● **Source data**:
//! In-memory catalog backend for the client integration tests.

#![allow(dead_code)]

use async_trait::async_trait;
use bridge_traits::error::Result;
use bridge_traits::{BridgeError, HttpClient, HttpRequest, HttpResponse, ManualClock, RecordingNavigator};
use chrono::{TimeZone, Utc};
use core_auth::SessionManager;
use core_runtime::config::CoreConfig;
use core_runtime::events::EventBus;
use serde_json::{json, Value};
use std::collections::{HashMap, VecDeque};
use std::sync::{Arc, Mutex};
use std::time::Duration;

pub const PREFIX: &str = "http://api.test/api/catalog";

/// Answers from FIFO queues keyed by `"METHOD /path"`, 404 otherwise.
#[derive(Default)]
pub struct Backend {
    answers: Mutex<HashMap<String, VecDeque<Result<HttpResponse>>>>,
    seen: Mutex<Vec<HttpRequest>>,
}

impl Backend {
    pub fn new() -> Arc<Self> {
        Arc::new(Self::default())
    }

    pub fn on(&self, method: &str, path: &str, status: u16, body: Value) {
        self.queue(method, path, Ok(HttpResponse::new(status, body.to_string())));
    }

    pub fn fail(&self, method: &str, path: &str, error: BridgeError) {
        self.queue(method, path, Err(error));
    }

    fn queue(&self, method: &str, path: &str, answer: Result<HttpResponse>) {
        self.answers
            .lock()
            .unwrap()
            .entry(format!("{} {}", method, path))
            .or_default()
            .push_back(answer);
    }

    pub fn requests(&self) -> Vec<HttpRequest> {
        self.seen.lock().unwrap().clone()
    }

    /// URLs requested so far, without the API prefix.
    pub fn paths(&self) -> Vec<String> {
        self.requests()
            .iter()
            .map(|r| r.url.trim_start_matches(PREFIX).to_string())
            .collect()
    }

    pub fn last(&self) -> HttpRequest {
        self.requests().pop().expect("no request was made")
    }
}

#[async_trait]
impl HttpClient for Backend {
    async fn execute(&self, request: HttpRequest) -> Result<HttpResponse> {
        let path = request.url.trim_start_matches(PREFIX);
        let path = path.split('?').next().unwrap_or(path);
        let key = format!("{} {}", request.method.as_str(), path);
        self.seen.lock().unwrap().push(request);

        self.answers
            .lock()
            .unwrap()
            .get_mut(&key)
            .and_then(VecDeque::pop_front)
            .unwrap_or_else(|| Ok(HttpResponse::new(404, "not found")))
    }
}

pub fn config(backend: &Arc<Backend>) -> CoreConfig {
    CoreConfig::builder()
        .api_prefix(PREFIX)
        .http_client(backend.clone())
        .navigator(Arc::new(RecordingNavigator::new()))
        .clock(Arc::new(ManualClock::new(
            Utc.with_ymd_and_hms(2024, 6, 1, 12, 0, 0).unwrap(),
        )))
        .request_timeout(Duration::from_secs(5))
        .build()
        .unwrap()
}

/// Session that completed the OAuth callback and loaded its profile.
pub async fn signed_in(backend: &Arc<Backend>, config: &CoreConfig, events: EventBus) -> SessionManager {
    backend.on(
        "GET",
        "/auth/callback",
        200,
        json!({ "access_token": "T1", "refresh_token": "R1", "expires_in": 3600 }),
    );
    backend.on("GET", "/me", 200, user_json(7, "night-drive"));

    let session = SessionManager::new(config, events);
    session.exchange_callback("code", "state").await.unwrap();
    assert!(session.wait_until_settled().await.is_authenticated());
    session
}

pub fn user_json(id: u64, username: &str) -> Value {
    json!({ "id": id, "kind": "user", "username": username })
}

pub fn track_json(id: u64, title: &str) -> Value {
    json!({
        "id": id,
        "kind": "track",
        "title": title,
        "duration": 215000,
        "user": user_json(1, "uploader"),
    })
}

pub fn page_json(items: Vec<Value>, next_href: Option<&str>) -> Value {
    json!({ "collection": items, "next_href": next_href })
}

● **The problem**: In the entries above, find the line with "#![allow(dead_code)]" and the line with "pub const PREFIX: &str", then restate word for word both of them and every line between, with nothing more.

● **Your response**:
#![allow(dead_code)]

use async_trait::async_trait;
use bridge_traits::error::Result;
use bridge_traits::{BridgeError, HttpClient, HttpRequest, HttpResponse, ManualClock, RecordingNavigator};
use chrono::{TimeZone, Utc};
use core_auth::SessionManager;
use core_runtime::config::CoreConfig;
use core_runtime::events::EventBus;
use serde_json::{json, Value};
use std::collections::{HashMap, VecDeque};
use std::sync::{Arc, Mutex};
use std::time::Duration;

pub const PREFIX: &str = "http://api.test/api/catalog";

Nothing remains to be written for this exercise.